# ASSIGNED TASK
Only those lines in the data below from the line containing "if date > today" through the line containing "draws stay uncorrelated.", both included, should be restated word for word.

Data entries
=== Section Start ===

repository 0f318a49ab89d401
//! Surprise box reward determination.
//!
//! Data flows forward only: metrics are clamped and normalized, rules select
//! candidate box types, the injected scorer gates eligibility, and the seeded
//! selectors pick the box and rarity before karma is scaled and clamped.

pub mod conditions;
pub mod domain;
pub mod engine;
pub mod karma;
pub mod loader;
pub mod normalizer;
pub mod router;
pub mod rules;
pub mod scorer;
pub mod selection;
pub mod service;
pub mod settings;
pub mod sqlite_store;
pub mod store;
pub mod validation;

#[cfg(test)]
mod tests;

pub use conditions::{
    Comparison, Condition, ConditionExpr, ConditionParseError, FeatureCondition,
    FeatureConditionError, FeatureConditions,
};
pub use domain::{
    DailyMetrics, DecisionStatus, MetricKey, RarityTier, RewardDecision, TemporalContext,
};
pub use engine::{EngineError, RewardEngine};
pub use loader::{load_reward_data, LoadedRewardData, RewardDataError};
pub use router::{reward_router, SurpriseBoxResponse};
pub use rules::{RewardRule, RuleSet};
pub use scorer::{
    FeatureVector, LogisticScorer, ProbabilityScorer, ScorerLoadError, ScorerModel, ScoringError,
};
pub use service::{RewardRequest, RewardService, RewardServiceError};
pub use settings::{
    BoxTypeConfig, ConfigLoadError, ConfigurationError, MetricRange, RewardEngineConfig,
    RewardRuleConfig, TemporalTrends,
};
pub use sqlite_store::SqliteRewardStore;
pub use store::{retention_cutoff, RewardRecord, RewardStore, StoreError};
pub use validation::ValidationError;
use crate::check::{run_check, run_validate, CheckArgs, DataArgs};
use crate::server;
use clap::{Args, Parser, Subcommand};
use karma_rewards::error::AppError;

#[derive(Parser, Debug)]
#[command(
    name = "Karma Rewards",
    about = "Serve and exercise the daily surprise box reward engine",
    version
)]
struct Cli {
    #[command(subcommand)]
    command: Option<Command>,
}

#[derive(Subcommand, Debug)]
enum Command {
    /// Start the HTTP service (default command)
    Serve(ServeArgs),
    /// Decide a single user/day from the command line and print the response JSON
    Check(CheckArgs),
    /// Load and validate the reward data files without serving
    Validate(DataArgs),
}

#[derive(Args, Debug, Default)]
pub(crate) struct ServeArgs {
    /// Override the configured host for the HTTP server
    #[arg(long)]
    pub(crate) host: Option<String>,
    /// Override the configured port for the HTTP server
    #[arg(long)]
    pub(crate) port: Option<u16>,
    #[command(flatten)]
    pub(crate) data: DataArgs,
}

pub(crate) async fn run() -> Result<(), AppError> {
    let cli = Cli::parse();
    let command = cli
        .command
        .unwrap_or_else(|| Command::Serve(ServeArgs::default()));

    match command {
        Command::Serve(args) => server::run(args).await,
        Command::Check(args) => run_check(args).await,
        Command::Validate(args) => run_validate(args),
    }
}
use std::sync::Arc;

use axum::{
    extract::{Path, State},
    http::StatusCode,
    response::{IntoResponse, Response},
    routing::{get, post},
    Router,
};
use chrono::Local;
use serde::{Deserialize, Serialize};
use serde_json::json;
use tracing::error;

use super::domain::{RarityTier, RewardDecision};
use super::service::{RewardRequest, RewardService, RewardServiceError};
use super::store::RewardStore;

/// Public shape of a decision returned to clients.
#[derive(Debug, Clone, PartialEq, Eq, Serialize, Deserialize)]
pub struct SurpriseBoxResponse {
    pub user_id: String,
    pub surprise_unlocked: bool,
    pub reward_karma: u32,
    pub box_type: Option<String>,
    pub box_name: Option<String>,
    pub rarity: Option<RarityTier>,
    pub status: String,
    pub reason: String,
}

impl From<&RewardDecision> for SurpriseBoxResponse {
    fn from(decision: &RewardDecision) -> Self {
        Self {
            user_id: decision.user_id.clone(),
            surprise_unlocked: decision.granted,
            reward_karma: decision.karma,
            box_type: decision.box_type.clone(),
            box_name: decision.box_name.clone(),
            rarity: decision.rarity,
            status: decision.status.label().to_string(),
            reason: decision.reason.clone(),
        }
    }
}

/// Router builder exposing the decision endpoint and the daily grant listing.
pub fn reward_router<S>(service: Arc<RewardService<S>>) -> Router
where
    S: RewardStore + 'static,
{
    Router::new()
        .route("/check-surprise-box", post(check_handler::<S>))
        .route("/api/v1/rewards/:date", get(rewarded_users_handler::<S>))
        .with_state(service)
}

pub(crate) async fn check_handler<S>(
    State(service): State<Arc<RewardService<S>>>,
    axum::Json(request): axum::Json<RewardRequest>,
) -> Response
where
    S: RewardStore + 'static,
{
    let today = Local::now().date_naive();
    match service.check(&request, today).await {
        Ok(decision) => {
            let body = SurpriseBoxResponse::from(&decision);
            (StatusCode::OK, axum::Json(body)).into_response()
        }
        Err(err) => error_response(err),
    }
}

pub(crate) async fn rewarded_users_handler<S>(
    State(service): State<Arc<RewardService<S>>>,
    Path(date): Path<String>,
) -> Response
where
    S: RewardStore + 'static,
{
    match service.rewarded_users(&date).await {
        Ok(users) => {
            let payload = json!({ "date": date, "user_ids": users });
            (StatusCode::OK, axum::Json(payload)).into_response()
        }
        Err(err) => error_response(err),
    }
}

fn error_response(err: RewardServiceError) -> Response {
    match err {
        RewardServiceError::Validation(error) => {
            let payload = json!({ "error": error.to_string() });
            (StatusCode::BAD_REQUEST, axum::Json(payload)).into_response()
        }
        other => {
            error!(error = %other, "reward decision failed");
            let payload = json!({ "error": "processing error" });
            (StatusCode::INTERNAL_SERVER_ERROR, axum::Json(payload)).into_response()
        }
    }
}
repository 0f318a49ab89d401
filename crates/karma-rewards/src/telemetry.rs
use crate::config::TelemetryConfig;
use std::fmt;
use tracing_subscriber::filter::ParseError;
use tracing_subscriber::EnvFilter;

#[derive(Debug)]
pub enum TelemetryError {
    EnvFilter { value: String, source: ParseError },
    Subscriber(Box<dyn std::error::Error + Send + Sync>),
}

impl fmt::Display for TelemetryError {
    fn fmt(&self, f: &mut fmt::Formatter<'_>) -> fmt::Result {
        match self {
            TelemetryError::EnvFilter { value, .. } => {
                write!(
                    f,
                    "invalid log level/filter '{}': unable to build EnvFilter",
                    value
                )
            }
            TelemetryError::Subscriber(err) => write!(f, "telemetry error: {err}"),
        }
    }
}

impl std::error::Error for TelemetryError {
    fn source(&self) -> Option<&(dyn std::error::Error + 'static)> {
        match self {
            TelemetryError::EnvFilter { source, .. } => Some(source),
            TelemetryError::Subscriber(err) => Some(&**err),
        }
    }
}

/// Install the global subscriber. `RUST_LOG` wins over the configured level.
pub fn init(config: &TelemetryConfig) -> Result<(), TelemetryError> {
    let env_filter = match EnvFilter::try_from_default_env() {
        Ok(filter) => filter,
        Err(_) => build_filter(&config.log_level)?,
    };

    tracing_subscriber::fmt()
        .with_env_filter(env_filter)
        .with_target(false)
        .compact()
        .with_ansi(false)
        .try_init()
        .map_err(TelemetryError::Subscriber)
}

fn build_filter(level: &str) -> Result<EnvFilter, TelemetryError> {
    EnvFilter::try_new(level).map_err(|source| TelemetryError::EnvFilter {
        value: level.to_string(),
        source,
    })
}
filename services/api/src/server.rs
use crate::cli::ServeArgs;
use crate::infra::{AppState, ConfiguredStore, ModelInfo};
use crate::routes::with_operational_routes;
use axum::Extension;
use axum_prometheus::PrometheusMetricLayer;
use chrono::Local;
use karma_rewards::config::AppConfig;
use karma_rewards::error::AppError;
use karma_rewards::rewards::{load_reward_data, RewardService};
use karma_rewards::telemetry;
use std::sync::atomic::Ordering;
use std::sync::Arc;
use std::time::Duration;
use tracing::{info, warn};

const PRUNE_INTERVAL: Duration = Duration::from_secs(24 * 60 * 60);

pub(crate) async fn run(mut args: ServeArgs) -> Result<(), AppError> {
    let mut config = AppConfig::load()?;

    if let Some(host) = args.host.take() {
        config.server.host = host;
    }
    if let Some(port) = args.port.take() {
        config.server.port = port;
    }
    args.data.apply(&mut config.rewards);

    telemetry::init(&config.telemetry)?;

    let loaded = load_reward_data(&config.rewards)?;

    let (prometheus_layer, prometheus_handle) = PrometheusMetricLayer::pair();
    let readiness_flag = Arc::new(std::sync::atomic::AtomicBool::new(false));
    let app_state = AppState {
        readiness: readiness_flag.clone(),
        metrics: Arc::new(prometheus_handle),
        model: Arc::new(ModelInfo::from(&loaded.model)),
    };

    let store = Arc::new(ConfiguredStore::open(&config.store).await?);
    let reward_service = Arc::new(RewardService::new(Arc::new(loaded.engine), store));
    spawn_retention_pruner(reward_service.clone(), config.store.retention_days);

    let app = with_operational_routes(reward_service)
        .layer(Extension(app_state))
        .layer(prometheus_layer);

    let addr = config.server.socket_addr()?;
    let listener = tokio::net::TcpListener::bind(addr).await?;
    readiness_flag.store(true, Ordering::Release);

    info!(?config.environment, %addr, "karma rewards service ready");

    axum::serve(listener, app).await?;
    Ok(())
}

/// Prune expired grants now and then once a day for the life of the process.
fn spawn_retention_pruner(service: Arc<RewardService<ConfiguredStore>>, retention_days: u32) {
    tokio::spawn(async move {
        let mut ticker = tokio::time::interval(PRUNE_INTERVAL);
        loop {
            ticker.tick().await;
            let today = Local::now().date_naive();
            if let Err(err) = service.prune_expired(today, retention_days).await {
                warn!(error = %err, "reward retention prune failed");
            }
        }
    });
}
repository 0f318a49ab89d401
use chrono::NaiveDate;

/// Request-level problems the caller maps to a 400 response.
#[derive(Debug, Clone, PartialEq, Eq, thiserror::Error)]
pub enum ValidationError {
    #[error("invalid date '{0}'; expected YYYY-MM-DD")]
    InvalidDate(String),
    #[error("date {date} is after the processing date {today}")]
    FutureDate { date: NaiveDate, today: NaiveDate },
    #[error("user_id must not be empty")]
    EmptyUserId,
}

pub fn parse_date(raw: &str) -> Result<NaiveDate, ValidationError> {
    NaiveDate::parse_from_str(raw.trim(), "%Y-%m-%d")
        .map_err(|_| ValidationError::InvalidDate(raw.to_string()))
}

/// Parse a decision date and reject anything after `today`.
pub fn validate_decision_date(raw: &str, today: NaiveDate) -> Result<NaiveDate, ValidationError> {
    let date = parse_date(raw)?;
    if date > today {
        return Err(ValidationError::FutureDate { date, today });
    }
    Ok(date)
}

pub fn validate_user_id(user_id: &str) -> Result<&str, ValidationError> {
    let trimmed = user_id.trim();
    if trimmed.is_empty() {
        return Err(ValidationError::EmptyUserId);
    }
    Ok(trimmed)
}
mod check;
mod cli;
mod infra;
mod routes;
mod server;

use karma_rewards::error::AppError;

pub async fn run() -> Result<(), AppError> {
    cli::run().await
}
use karma_rewards_api::run;

#[tokio::main]
async fn main() {
    if let Err(err) = run().await {
        eprintln!("application error: {err}");
        std::process::exit(1);
    }
}
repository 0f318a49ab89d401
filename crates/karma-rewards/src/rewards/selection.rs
//! Seeded box tie-breaking and rarity sampling.
//!
//! Every draw is seeded from a SHA-256 digest of the user id and date (plus
//! the box type for rarity), so a given user/day always reproduces the same
//! outcome and the two draws stay uncorrelated.

use std::collections::BTreeMap;

use chrono::NaiveDate;
use rand::rngs::StdRng;
use rand::{Rng, SeedableRng};
use sha2::{Digest, Sha256};

use super::domain::RarityTier;
use super::settings::BoxTypeConfig;

/// Stable 64-bit seed from `parts` joined with `_`.
pub fn derive_seed(parts: &[&str]) -> u64 {
    let digest = Sha256::digest(parts.join("_").as_bytes());
    let mut bytes = [0u8; 8];
    bytes.copy_from_slice(&digest[..8]);
    u64::from_be_bytes(bytes)
}

pub fn box_seed(user_id: &str, date: NaiveDate) -> u64 {
    derive_seed(&[user_id, &date.to_string()])
}

pub fn rarity_seed(user_id: &str, date: NaiveDate, box_type: &str) -> u64 {
    derive_seed(&[user_id, &date.to_string(), box_type])
}

/// Pick one box type from the matched candidates.
///
/// Candidates are sorted by identifier before the seeded index is drawn, so
/// reordering rules in configuration never changes the outcome.
pub fn select_box_type<'a>(
    candidates: &[&'a str],
    user_id: &str,
    date: NaiveDate,
) -> Option<&'a str> {
    let mut sorted = candidates.to_vec();
    sorted.sort_unstable();
    sorted.dedup();

    match sorted.len() {
        0 => None,
        1 => Some(sorted[0]),
        len => {
            let mut rng = StdRng::seed_from_u64(box_seed(user_id, date));
            Some(sorted[rng.gen_range(0..len)])
        }
    }
}

/// How far the draw leans toward the target distribution: 0 at the
/// threshold, 1 at certainty.
pub fn adjustment_factor(probability: f64, threshold: f64) -> f64 {
    if threshold >= 1.0 {
        return if probability >= 1.0 { 1.0 } else { 0.0 };
    }
    ((probability - threshold) / (1.0 - threshold)).clamp(0.0, 1.0)
}

/// Interpolate the box weights toward `target` by the adjustment factor and
/// renormalize. Returns zero weights when nothing carries mass.
pub fn adjusted_weights(
    box_type: &BoxTypeConfig,
    target: &BTreeMap<RarityTier, f64>,
    probability: f64,
    threshold: f64,
) -> BTreeMap<RarityTier, f64> {
    let factor = adjustment_factor(probability, threshold);
    let mut weights: BTreeMap<RarityTier, f64> = RarityTier::ALL
        .into_iter()
        .map(|tier| {
            let own = box_type.weight(tier);
            let goal = target.get(&tier).copied().unwrap_or(0.0);
            (tier, (1.0 - factor) * own + factor * goal)
        })
        .collect();

    let total: f64 = weights.values().sum();
    if total > 0.0 {
        for weight in weights.values_mut() {
            *weight /= total;
        }
    }
    weights
}

/// Outcome of a rarity draw.
#[derive(Debug, Clone, Copy, PartialEq, Eq)]
pub struct RarityDraw {
    pub tier: RarityTier,
    /// Set when the box carried no weight and the draw fell back to common.
    pub fallback: bool,
}

pub fn select_rarity(
    box_type_id: &str,
    box_type: &BoxTypeConfig,
    target: &BTreeMap<RarityTier, f64>,
    probability: f64,
    threshold: f64,
    user_id: &str,
    date: NaiveDate,
) -> RarityDraw {
    let fallback = RarityDraw {
        tier: RarityTier::Common,
        fallback: true,
    };
    if box_type.total_weight() <= 0.0 {
        return fallback;
    }

    let weights = adjusted_weights(box_type, target, probability, threshold);
    if weights.values().sum::<f64>() <= 0.0 {
        return fallback;
    }

    let mut rng = StdRng::seed_from_u64(rarity_seed(user_id, date, box_type_id));
    let draw: f64 = rng.gen();
    RarityDraw {
        tier: sample_tier(&weights, draw),
        fallback: false,
    }
}

fn sample_tier(weights: &BTreeMap<RarityTier, f64>, draw: f64) -> RarityTier {
    let mut cumulative = 0.0;
    let mut last_positive = RarityTier::Common;
    for tier in RarityTier::ALL {
        let weight = weights.get(&tier).copied().unwrap_or(0.0);
        if weight <= 0.0 {
            continue;
        }
        cumulative += weight;
        last_positive = tier;
        if draw < cumulative {
            return tier;
        }
    }
    // Rounding can leave the cumulative sum a hair below 1.
    last_positive
}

=== Section End ===

# ANSWER AREA
    if date > today {
        return Err(ValidationError::FutureDate { date, today });
    }
    Ok(date)
}

pub fn validate_user_id(user_id: &str) -> Result<&str, ValidationError> {
    let trimmed = user_id.trim();
    if trimmed.is_empty() {
        return Err(ValidationError::EmptyUserId);
    }
    Ok(trimmed)
}
mod check;
mod cli;
mod infra;
mod routes;
mod server;

use karma_rewards::error::AppError;

pub async fn run() -> Result<(), AppError> {
    cli::run().await
}
use karma_rewards_api::run;

#[tokio::main]
async fn main() {
    if let Err(err) = run().await {
        eprintln!("application error: {err}");
        std::process::exit(1);
    }
}
repository 0f318a49ab89d401
filename crates/karma-rewards/src/rewards/selection.rs
//! Seeded box tie-breaking and rarity sampling.
//!
//! Every draw is seeded from a SHA-256 digest of the user id and date (plus
//! the box type for rarity), so a given user/day always reproduces the same
//! outcome and the two draws stay uncorrelated.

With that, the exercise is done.